Release Date: 26 Oct 2022
NMSU professor receives Kellogg grant to help improve lives of Afghan refugees

A New Mexico State University professor has received a $150,000 grant from the W.K. Kellogg Foundation to continue – and build on – an effort to improve the lives of Afghan refugees in southern New Mexico through education and job training.

Rajaa Shindi, assistant professor in the NMSU College of Business, received the one-year grant in June 2022, less than a year after she and her daughter started the NMSU Afghan Refugee Response Project, an initiative that gained widespread attention for its efforts to aid refugees who fled Afghanistan after the Taliban seized control of the country in August 2021.

The grant allows Shindi to coordinate a strategic effort to improve refugees’ educational outcomes and economic security by deploying family stabilization and integration strategies in collaboration with community partners.

“The grant is supporting the refugees and their families and their educational goals at the same time,” Shindi said. “This is my first grant, and it’s been an amazing experience so far.”

Shindi has used the grant to develop a series of free English and computer literacy classes to help prepare Afghan refugees for the job market. The weekly evening classes began in August at the Southern New Mexico Islamic Center in Las Cruces. After completing the classes, participants will qualify to receive free training to obtain a commercial driver’s license.

Shindi has also partnered with Angela Owens, college assistant professor in the NMSU College of Health, Education and Social Transformation and director of the Glass Family Research Institute for Early Childhood Studies, to provide free child care during the classes.

Shindi decided to provide child care to increase class participation among women and families.

“It’s not just educational classes and technology training,” Shindi said. “We’re trying to build a community of support, specifically for parents and children.”

Shindi said the grant has provided job opportunities for NMSU undergraduate and graduate students from the College of Business and College of HEST as well as community members.

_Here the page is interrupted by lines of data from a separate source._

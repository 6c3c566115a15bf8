//! The defender's board: a 10x10 bit grid committed at game start, plus the
//! ship-placement model used to build one.
//!
//! Only the bit grid enters the commitment; ships exist so that callers can
//! place the standard fleet interactively or at random and end up with a
//! grid that passes validation (binary cells, exactly 17 ship cells).

use serde::{Deserialize, Serialize};

#[cfg(feature = "rand")]
use rand::{
    distributions::{Distribution, Standard},
    seq::SliceRandom,
    Rng,
};

use crate::error::Error;
use crate::{BOARD_SIZE, SHIP_CELLS};

// ============================================================================
// Ship placement model
// ============================================================================

#[derive(Copy, Clone, Debug, Deserialize, Eq, PartialEq, Serialize, Hash)]
pub enum ShipClass {
    Carrier,
    Battleship,
    Cruiser,
    Submarine,
    Destroyer,
}

impl ShipClass {
    /// Length of the ship in cells.
    pub fn span(&self) -> u8 {
        match self {
            ShipClass::Carrier => 5,
            ShipClass::Battleship => 4,
            ShipClass::Cruiser => 3,
            ShipClass::Submarine => 3,
            ShipClass::Destroyer => 2,
        }
    }

    pub const fn list() -> &'static [ShipClass] {
        &[
            Self::Carrier,
            Self::Battleship,
            Self::Cruiser,
            Self::Submarine,
            Self::Destroyer,
        ]
    }
}

#[derive(Copy, Clone, Debug, Deserialize, Eq, PartialEq, Serialize, Hash)]
pub struct Position {
    pub row: u8,
    pub col: u8,
}

impl Position {
    pub fn new(row: u8, col: u8) -> Self {
        Self { row, col }
    }

    /// Step in a direction by a certain distance.
    pub fn step(self, dir: Direction, dist: u8) -> Self {
        match dir {
            Direction::Vertical => Self {
                row: self.row + dist,
                col: self.col,
            },
            Direction::Horizontal => Self {
                row: self.row,
                col: self.col + dist,
            },
        }
    }

    pub fn in_bounds(&self) -> bool {
        (self.row as usize) < BOARD_SIZE && (self.col as usize) < BOARD_SIZE
    }
}

impl From<(u8, u8)> for Position {
    fn from(value: (u8, u8)) -> Self {
        Self::new(value.0, value.1)
    }
}

impl std::fmt::Display for Position {
    fn fmt(&self, f: &mut std::fmt::Formatter<'_>) -> std::fmt::Result {
        write!(f, "({}, {})", self.row, self.col)
    }
}

#[derive(Copy, Clone, Debug, Deserialize, Eq, PartialEq, Serialize)]
pub enum Direction {
    Horizontal,
    Vertical,
}

#[cfg(feature = "rand")]
impl Distribution<Direction> for Standard {
    fn sample<R: Rng + ?Sized>(&self, rng: &mut R) -> Direction {
        if rng.gen::<bool>() {
            Direction::Horizontal
        } else {
            Direction::Vertical
        }
    }
}

#[derive(Clone, Debug, PartialEq, Eq, Deserialize, Serialize)]
pub struct Ship {
    pub class: ShipClass,
    pub pos: Position,
    pub dir: Direction,
}

impl Ship {
    pub fn new(class: ShipClass, pos: impl Into<Position>, dir: Direction) -> Self {
        Ship {
            class,
            pos: pos.into(),
            dir,
        }
    }

    /// Iterator over all cells occupied by the ship.
    pub fn cells(&self) -> impl Iterator<Item = Position> + '_ {
        (0..self.class.span()).map(|offset| self.pos.step(self.dir, offset))
    }

    pub fn intersects(&self, other: &Self) -> bool {
        self.cells().any(|p| other.cells().any(|q| p == q))
    }

    pub fn in_bounds(&self) -> bool {
        self.pos.in_bounds() && self.pos.step(self.dir, self.class.span() - 1).in_bounds()
    }
}

/// A working set of placed ships, built up one ship at a time.
#[derive(Clone, Debug, Default, PartialEq, Eq, Deserialize, Serialize)]
pub struct Fleet {
    pub ships: Vec<Ship>,
}

impl Fleet {
    pub fn new() -> Self {
        Self::default()
    }

    pub fn check(&self) -> bool {
        for ship in &self.ships {
            if !ship.in_bounds() {
                return false;
            }
        }

        // Each ship class appears exactly once.
        let mut classes = ShipClass::list().to_vec();
        for ship in &self.ships {
            if let Some(pos) = classes.iter().position(|&c| c == ship.class) {
                classes.swap_remove(pos);
            } else {
                return false;
            }
        }
        if !classes.is_empty() {
            return false;
        }

        for (i, ship_i) in self.ships.iter().enumerate() {
            for ship_j in self.ships.iter().skip(i + 1) {
                if ship_i.intersects(ship_j) {
                    return false;
                }
            }
        }

        true
    }

    /// Add a ship if it fits: in bounds, class unused, no overlap.
    pub fn add_ship(&mut self, new_ship: Ship) -> bool {
        if !new_ship.in_bounds() {
            return false;
        }

        for ship in &self.ships {
            if ship.class == new_ship.class || ship.intersects(&new_ship) {
                return false;
            }
        }

        self.ships.push(new_ship);
        true
    }

    pub fn is_complete(&self) -> bool {
        self.ships.len() == ShipClass::list().len() && self.check()
    }

    /// Rasterize the fleet into the bit grid that gets committed.
    pub fn to_board(&self) -> Board {
        let mut board = Board::default();
        for ship in &self.ships {
            for p in ship.cells() {
                board.cells[p.row as usize][p.col as usize] = 1;
            }
        }
        board
    }
}

#[cfg(feature = "rand")]
impl Distribution<Fleet> for Standard {
    fn sample<R: Rng + ?Sized>(&self, rng: &mut R) -> Fleet {
        let mut positions: Vec<Position> = (0..BOARD_SIZE as u8)
            .flat_map(|r| (0..BOARD_SIZE as u8).map(move |c| Position::new(r, c)))
            .collect();
        positions.shuffle(rng);

        let mut fleet = Fleet::new();

        'outer: for &ship_class in ShipClass::list() {
            for &pos in &positions {
                for dir in [Direction::Horizontal, Direction::Vertical] {
                    if fleet.add_ship(Ship::new(ship_class, pos, dir)) {
                        continue 'outer;
                    }
                }
            }
            unreachable!("a 10x10 grid always fits the standard fleet");
        }

        fleet
    }
}

#[cfg(feature = "rand")]
impl Distribution<Board> for Standard {
    fn sample<R: Rng + ?Sized>(&self, rng: &mut R) -> Board {
        rng.gen::<Fleet>().to_board()
    }
}

// ============================================================================
// Committed bit grid
// ============================================================================

/// 10x10 grid of cells. 0 = water, 1 = ship.
#[derive(Clone, Debug, Default, PartialEq, Eq, Deserialize, Serialize)]
pub struct Board {
    pub cells: [[u8; BOARD_SIZE]; BOARD_SIZE],
}

impl Board {
    /// Commit-time invariant: every cell binary, exactly 17 ship cells.
    pub fn validate(&self) -> Result<(), Error> {
        let mut total = 0usize;
        for row in &self.cells {
            for &v in row {
                if v != 0 && v != 1 {
                    return Err(Error::BoardInvalid("board has non-binary cell"));
                }
                total += v as usize;
            }
        }
        if total != SHIP_CELLS {
            return Err(Error::BoardInvalid(
                "board must contain exactly 17 ship cells",
            ));
        }
        Ok(())
    }

    /// Row-major flattening: linear index i maps to (i / 10, i % 10).
    pub fn flatten(&self) -> Vec<u8> {
        self.cells.iter().flat_map(|row| row.iter().copied()).collect()
    }

    pub fn bit(&self, row: u8, col: u8) -> u8 {
        self.cells[row as usize][col as usize]
    }
}

// ============================================================================
// Tests
// ============================================================================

Shindi and Owens have hired five NMSU students to support the project.

Owens said the project aligns with the College of HEST’s social justice mission and gives students working with the refugees an opportunity to use theoretical concepts outside the classroom and engage with children and families from diverse backgrounds.

“Our students who are in this project will become leaders because some of their colleagues will look to them for advice, guidance and feedback on not only working with children to provide education and care but also bringing in families in an authentic way so that they feel like they’re a part of the classroom,” Owens said.

Owens hired two students to run the child care facility, housed in a reconfigured room at the Southern New Mexico Islamic. The students, who came highly recommended for the project, work with up to a dozen children per class, ranging from toddlers to teens.

Shindi said part of the project includes a small research study to identify the refugees’ perceptions of well-being and how services support them and are delivered. Owens added that her students will work on a separate research component to understand how providing childcare for a diverse group changed their perspective of supporting families.

“All this would not be possible without community volunteers,” Shindi said. “A special thank-you goes to our grant manager, Monique Harrison, who leads English as a Second Language courses, and College of Business Associate Dean Mary Jo Billiot and her staff for their support and guidance.”